Undoubtedly, these favourable results also issue from accurate donor selection and liver function assessment during A-NRP. In our experience, four (12.9%) initially accepted grafts were discarded based on parameters obtained during A-NRP. Different criteria for liver viability assessment during A-NRP have been proposed in different countries (8, 16, 17, 45, 46). Given the expected long WIT, we chose to adopt a modified version of the rather unrestrictive criteria proposed by De Carlis et al.(29). These criteria were not modified during study period and are still currently adopted at our centre. The good outcome observed in our series seems to confirm their validity. However, these data must be considered preliminary and future larger studies should investigate whether these criteria could be safely expanded further.

As LT outcomes are also influenced by recipient condition (26, 27), it is likely that recipient selection also played a role in achieving the good results observed in this series. This is the reason why, in order to allow a meaningful comparison, recipient characteristics were accounted for in the matching process. However, although initially DCD livers were preferentially allocated to low-MELD patients undergoing LT for HCC, the good results observed during the initial phases of this study fostered an increased confidence with DCD grafts utilization, which led to consider donor of progressively increasing age and to allocate DCD grafts also to patients with severe hepatic disease (Figure 3), without observing any detrimental effect on outcomes. This was also associated with an increasing number of DCD LTs per year (Figure 3). Overall, these findings are in keeping with the good outcome achieved and reflect how utilization of DCD liver grafts has become standard practice.

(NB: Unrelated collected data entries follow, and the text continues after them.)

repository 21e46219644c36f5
pub mod builtin;
pub mod registry;

pub use builtin::*;
pub use registry::*;
use serde::{Deserialize, Serialize};

/// The canonical 13-step change sequence. Order here is the execution
/// order; stage numbers used in checkpoints and CLI flags are indices
/// into [`Stage::ALL`].
#[derive(Clone, Copy, Debug, PartialEq, Eq, Hash, PartialOrd, Ord, Serialize, Deserialize)]
#[serde(rename_all = "snake_case")]
pub enum Stage {
    Setup,
    VersionBump,
    Proposal,
    SpecDefinition,
    TaskBreakdown,
    TestPlan,
    Scripts,
    Implementation,
    DocReview,
    Verification,
    Commit,
    PullRequest,
    Finalize,
}

/// Contiguous band of stages that may run concurrently: the document
/// scaffolding stages have no ordering dependencies between them.
pub const PARALLEL_BAND: std::ops::RangeInclusive<usize> = 2..=6;

impl Stage {
    pub const ALL: [Stage; 13] = [
        Stage::Setup,
        Stage::VersionBump,
        Stage::Proposal,
        Stage::SpecDefinition,
        Stage::TaskBreakdown,
        Stage::TestPlan,
        Stage::Scripts,
        Stage::Implementation,
        Stage::DocReview,
        Stage::Verification,
        Stage::Commit,
        Stage::PullRequest,
        Stage::Finalize,
    ];

    pub fn index(self) -> usize {
        Self::ALL.iter().position(|s| *s == self).unwrap_or(0)
    }

    pub fn from_index(i: usize) -> Option<Stage> {
        Self::ALL.get(i).copied()
    }

    pub fn in_parallel_band(self) -> bool {
        PARALLEL_BAND.contains(&self.index())
    }

    pub fn name(self) -> &'static str {
        match self {
            Stage::Setup => "setup",
            Stage::VersionBump => "version_bump",
            Stage::Proposal => "proposal",
            Stage::SpecDefinition => "spec_definition",
            Stage::TaskBreakdown => "task_breakdown",
            Stage::TestPlan => "test_plan",
            Stage::Scripts => "scripts",
            Stage::Implementation => "implementation",
            Stage::DocReview => "doc_review",
            Stage::Verification => "verification",
            Stage::Commit => "commit",
            Stage::PullRequest => "pull_request",
            Stage::Finalize => "finalize",
        }
    }
}

impl std::fmt::Display for Stage {
    fn fmt(&self, f: &mut std::fmt::Formatter<'_>) -> std::fmt::Result {
        write!(f, "{} ({})", self.index(), self.name())
    }
}
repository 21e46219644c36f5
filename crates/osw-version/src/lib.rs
use std::path::PathBuf;

use anyhow::{Context, Result};
use tracing::warn;

use osw_core::{ReleaseType, SemVer};
use osw_tools::GitCli;

const DEFAULT_REMOTE: &str = "origin";

/// Resolves the authoritative current version and computes the next one.
///
/// The remote tracked branch is the source of truth (the local clone may
/// be stale), but a remote that cannot be reached never blocks a run:
/// resolution degrades to the local version file with a warning. When
/// both sides are readable the higher version wins, so an out-of-sync
/// clone cannot silently regress the version number.
pub struct VersionResolver {
    git: GitCli,
    version_file: String,
    remote: String,
}

impl VersionResolver {
    pub fn new(git: GitCli, version_file: impl Into<String>) -> Self {
        Self {
            git,
            version_file: version_file.into(),
            remote: DEFAULT_REMOTE.to_string(),
        }
    }

    pub fn with_remote(mut self, remote: impl Into<String>) -> Self {
        self.remote = remote.into();
        self
    }

    /// Effective current version before any bump.
    pub fn current(&self, branch: Option<&str>) -> Result<SemVer> {
        let branch = match branch {
            Some(b) => b.to_string(),
            None => self.git.current_branch().context("determine branch for version lookup")?,
        };

        let local = self.read_local();
        match self.read_remote(&branch) {
            Ok(remote) => match local {
                Ok(local) => Ok(remote.max(local)),
                Err(_) => Ok(remote),
            },
            Err(err) => {
                warn!(
                    branch = %branch,
                    error = %err,
                    "remote version lookup failed; falling back to local {}",
                    self.version_file
                );
                local.with_context(|| {
                    format!(
                        "both remote and local version lookups failed for {}",
                        self.version_file
                    )
                })
            }
        }
    }

    pub fn resolve_next(&self, release: ReleaseType, branch: Option<&str>) -> Result<SemVer> {
        Ok(self.current(branch)?.bump(release))
    }

    pub fn version_file_path(&self) -> PathBuf {
        self.git.repo_root().join(&self.version_file)
    }

    fn read_local(&self) -> Result<SemVer> {
        let path = self.version_file_path();
        let raw = std::fs::read_to_string(&path)
            .with_context(|| format!("read {}", path.display()))?;
        raw.trim()
            .parse::<SemVer>()
            .with_context(|| format!("parse {}", path.display()))
    }

    fn read_remote(&self, branch: &str) -> Result<SemVer> {
        // Fetch first so the remote-tracking ref is current.
        self.git.fetch(&self.remote, branch)?;
        let raw = self
            .git
            .show_remote_file(&self.remote, branch, &self.version_file)?;
        raw.trim()
            .parse::<SemVer>()
            .with_context(|| format!("parse remote {}:{}", branch, self.version_file))
    }
}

Limitations of our study include retrospective single-centre design and limited numerosity. Given the exploratory nature of this analysis, formal sample size calculation was not made. Also, as the majority of DCD LTs were performed in 2020–2021, follow-up was shorter in DCD group. Although 6-months minimal follow-up should have allowed capturing the majority of biliary complications, late-onset complications could have been missed. We are aware that an updated definition of functional WIT has been recently introduced (47). However, all cases included in this study were antecedent to its introduction and a retrospective recalculation of functional WIT was not possible. Finally, as all grafts included in this study were treated with D-HOPE, we could not evaluate the additional value of D-HOPE after A-NRP. It could be argued that use of machine perfusion could be omitted in selected cases, whereas additional viability assessment by normothermic machine perfusion could be indicated in others (48). In our experience, use of D-HOPE has been systematic for grafts meeting all viability criteria during A-NRP, which are those included in this series. So far, use of normothermic machine perfusion has been limited to cases characterized by doubtful evaluation during A-NRP (24), or in which logistics constraints imposed prolonging preservation time. Well designed and appropriately powered randomized studies are needed to define when and by which modality machine perfusion after A-NRP is indicated in DCD LT.

In conclusion, despite apparently prohibitive WIT, outcome of LT using livers from controlled DCD donors treated by a combination of A-NRP and D-HOPE is comparable to that of DBD LT, suggesting that a wider implementation of this approach could contribute improving the results of DCD LT and expand donor pool. Larger studies are required to confirm these findings, refine our evaluation process, and establish when and by which modality machine perfusion is indicated in this setting.